__Task directions__: Include in the output exactly the lines from the opening of the data through the line containing "as plain strings.", and nothing more.

Dataset entries:
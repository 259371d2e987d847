//! Read-time privacy filtering.
//!
//! Builds the SQL predicate restricting a posts query to what one viewer
//! may see. The builder is pure: feed and user ids are embedded as integer
//! array literals, so the output composes into any posts query without
//! shifting its bind parameters and is testable as plain strings.

/// Everything the builder needs to know about who is reading.
#[derive(Debug, Clone, Default)]
pub struct Viewer {
    /// None for anonymous reads.
    pub user_id: Option<i64>,
    /// Feeds the viewer subscribes to (accepted subscriptions only).
    pub subscribed_feed_ids: Vec<i32>,
    /// Feeds the viewer owns.
    pub own_feed_ids: Vec<i32>,
    /// Users the viewer banned.
    pub banned_user_ids: Vec<i64>,
    /// Users who banned the viewer.
    pub banned_by_user_ids: Vec<i64>,
}

impl Viewer {
    pub fn anonymous() -> Viewer {
        Viewer::default()
    }

    fn reachable_feed_ids(&self) -> Vec<i32> {
        let mut ids = self.own_feed_ids.clone();
        for id in &self.subscribed_feed_ids {
            if !ids.contains(id) {
                ids.push(*id);
            }
        }
        ids
    }
}

/// How bans apply to the query being built: the home feed hides content in
/// both directions, profile feeds only honor the viewer's own ban list.
#[derive(Debug, Clone, Copy, PartialEq, Eq)]
pub enum BanScope {
    TwoWay,
    ViewerOnly,
}

fn int_array_literal<T: std::fmt::Display>(ids: &[T], cast: &str) -> String {
    let mut out = String::from("'{");
    for (i, id) in ids.iter().enumerate() {
        if i > 0 {
            out.push(',');
        }
        out.push_str(&id.to_string());
    }
    out.push_str("}'::");
    out.push_str(cast);
    out
}

/// Predicate over `posts p` rows visible to `viewer`.
///
/// Anonymous viewers see only unprotected public posts. Authenticated
/// viewers additionally see protected posts, and private posts exactly when
/// the post was addressed to a feed the viewer owns or subscribes to. Posts
/// whose author is gone (beyond a resumable stage is handled at write time;
/// any gone stage hides content at read time) never surface, nor do posts
/// crossing the ban relation in the given scope.
pub fn posts_visibility_sql(viewer: &Viewer, ban_scope: BanScope) -> String {
    let mut clauses: Vec<String> = Vec::new();

    match viewer.user_id {
        None => {
            clauses.push("NOT p.is_protected".to_string());
        }
        Some(viewer_id) => {
            let reachable = viewer.reachable_feed_ids();
            if reachable.is_empty() {
                clauses.push("NOT p.is_private".to_string());
            } else {
                clauses.push(format!(
                    "(NOT p.is_private OR p.destination_feed_ids && {})",
                    int_array_literal(&reachable, "INT[]")
                ));
            }

            if !viewer.banned_user_ids.is_empty() {
                clauses.push(format!(
                    "NOT (p.user_id = ANY ({}))",
                    int_array_literal(&viewer.banned_user_ids, "BIGINT[]")
                ));
            }
            if ban_scope == BanScope::TwoWay && !viewer.banned_by_user_ids.is_empty() {
                clauses.push(format!(
                    "NOT (p.user_id = ANY ({}))",
                    int_array_literal(&viewer.banned_by_user_ids, "BIGINT[]")
                ));
            }

            // own posts are always readable, whatever the flags say
            clauses = vec![format!(
                "(p.user_id = {} OR ({}))",
                viewer_id,
                clauses.join(" AND ")
            )];
        }
    }

    clauses.push(
        "p.user_id NOT IN (SELECT user_id FROM users WHERE gone_status IS NOT NULL)".to_string(),
    );

    clauses.join(" AND ")
}

#[cfg(test)]
mod tests {
    use super::*;

    const GONE_FILTER: &str =
        "p.user_id NOT IN (SELECT user_id FROM users WHERE gone_status IS NOT NULL)";

    #[test]
    fn anonymous_sees_only_unprotected() {
        let sql = posts_visibility_sql(&Viewer::anonymous(), BanScope::TwoWay);
        assert_eq!(sql, format!("NOT p.is_protected AND {GONE_FILTER}"));
    }

    #[test]
    fn viewer_with_no_feeds_sees_public_only() {
        let viewer = Viewer {
            user_id: Some(7),
            ..Viewer::default()
        };
        let sql = posts_visibility_sql(&viewer, BanScope::TwoWay);
        assert_eq!(
            sql,
            format!("(p.user_id = 7 OR (NOT p.is_private)) AND {GONE_FILTER}")
        );
    }

    #[test]
    fn private_posts_open_through_reachable_feeds() {
        let viewer = Viewer {
            user_id: Some(7),
            subscribed_feed_ids: vec![12, 44],
            own_feed_ids: vec![3],
            ..Viewer::default()
        };
        let sql = posts_visibility_sql(&viewer, BanScope::TwoWay);
        assert!(sql.contains("p.destination_feed_ids && '{3,12,44}'::INT[]"));
    }

    #[test]
    fn reachable_feeds_deduplicated() {
        let viewer = Viewer {
            user_id: Some(7),
            subscribed_feed_ids: vec![3, 12],
            own_feed_ids: vec![3],
            ..Viewer::default()
        };
        let sql = posts_visibility_sql(&viewer, BanScope::TwoWay);
        assert!(sql.contains("'{3,12}'::INT[]"));
    }

    #[test]
    fn bans_exclude_both_directions_in_river() {
        let viewer = Viewer {
            user_id: Some(7),
            banned_user_ids: vec![100],
            banned_by_user_ids: vec![200],
            ..Viewer::default()
        };
        let sql = posts_visibility_sql(&viewer, BanScope::TwoWay);
        assert!(sql.contains("'{100}'::BIGINT[]"));
        assert!(sql.contains("'{200}'::BIGINT[]"));
    }

    #[test]
    fn profile_reads_ignore_reverse_bans() {
        let viewer = Viewer {
            user_id: Some(7),
            banned_user_ids: vec![100],
            banned_by_user_ids: vec![200],
            ..Viewer::default()
        };
        let sql = posts_visibility_sql(&viewer, BanScope::ViewerOnly);
        assert!(sql.contains("'{100}'::BIGINT[]"));
        assert!(!sql.contains("'{200}'::BIGINT[]"));
    }

    #[test]
    fn own_posts_bypass_filters() {
        let viewer = Viewer {
            user_id: Some(7),
            banned_by_user_ids: vec![200],
            ..Viewer::default()
        };
        let sql = posts_visibility_sql(&viewer, BanScope::TwoWay);
        assert!(sql.starts_with("(p.user_id = 7 OR "));
    }

    #[test]
    fn gone_authors_always_filtered() {
        for viewer in [
            Viewer::anonymous(),
            Viewer {
                user_id: Some(7),
                ..Viewer::default()
            },
        ] {
            let sql = posts_visibility_sql(&viewer, BanScope::TwoWay);
            assert!(sql.contains(GONE_FILTER));
        }
    }
}
use deadpool_postgres::Transaction;

use crate::{
    database::conn::{DbError, LazyConn},
    utils::perms::GroupRole,
};

pub async fn insert_member(
    group_id: i64,
    user_id: i64,
    role: GroupRole,
    tx: &mut Transaction<'_>,
) -> Result<bool, DbError> {
    let inserted = tx
        .execute(
            "
            INSERT INTO group_members (group_id, user_id, role)
            VALUES ($1, $2, $3)
            ON CONFLICT (group_id, user_id) DO NOTHING
            ",
            &[&group_id, &user_id, &role.as_str()],
        )
        .await?;
    Ok(inserted > 0)
}

pub async fn remove_member(
    group_id: i64,
    user_id: i64,
    tx: &mut Transaction<'_>,
) -> Result<bool, DbError> {
    let deleted = tx
        .execute(
            "DELETE FROM group_members WHERE group_id = $1 AND user_id = $2",
            &[&group_id, &user_id],
        )
        .await?;
    Ok(deleted > 0)
}

pub async fn set_member_role(
    group_id: i64,
    user_id: i64,
    role: GroupRole,
    tx: &mut Transaction<'_>,
) -> Result<bool, DbError> {
    let updated = tx
        .execute(
            "UPDATE group_members SET role = $3 WHERE group_id = $1 AND user_id = $2",
            &[&group_id, &user_id, &role.as_str()],
        )
        .await?;
    Ok(updated > 0)
}

pub async fn member_role(
    group_id: i64,
    user_id: i64,
    conn: &mut LazyConn,
) -> Result<Option<GroupRole>, DbError> {
    let db = conn.get_client().await?;
    let row = db
        .query_opt(
            "SELECT role FROM group_members WHERE group_id = $1 AND user_id = $2",
            &[&group_id, &user_id],
        )
        .await?;
    Ok(row.and_then(|r| GroupRole::from_db(r.get("role"))))
}

pub async fn remove_memberships_of_user(
    user_id: i64,
    tx: &mut Transaction<'_>,
) -> Result<u64, DbError> {
    Ok(tx
        .execute("DELETE FROM group_members WHERE user_id = $1", &[&user_id])
        .await?)
}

__Answer section__:
repository 259371d2e987d847
//! Read-time privacy filtering.
//!
//! Builds the SQL predicate restricting a posts query to what one viewer
//! may see. The builder is pure: feed and user ids are embedded as integer
//! array literals, so the output composes into any posts query without
//! shifting its bind parameters and is testable as plain strings.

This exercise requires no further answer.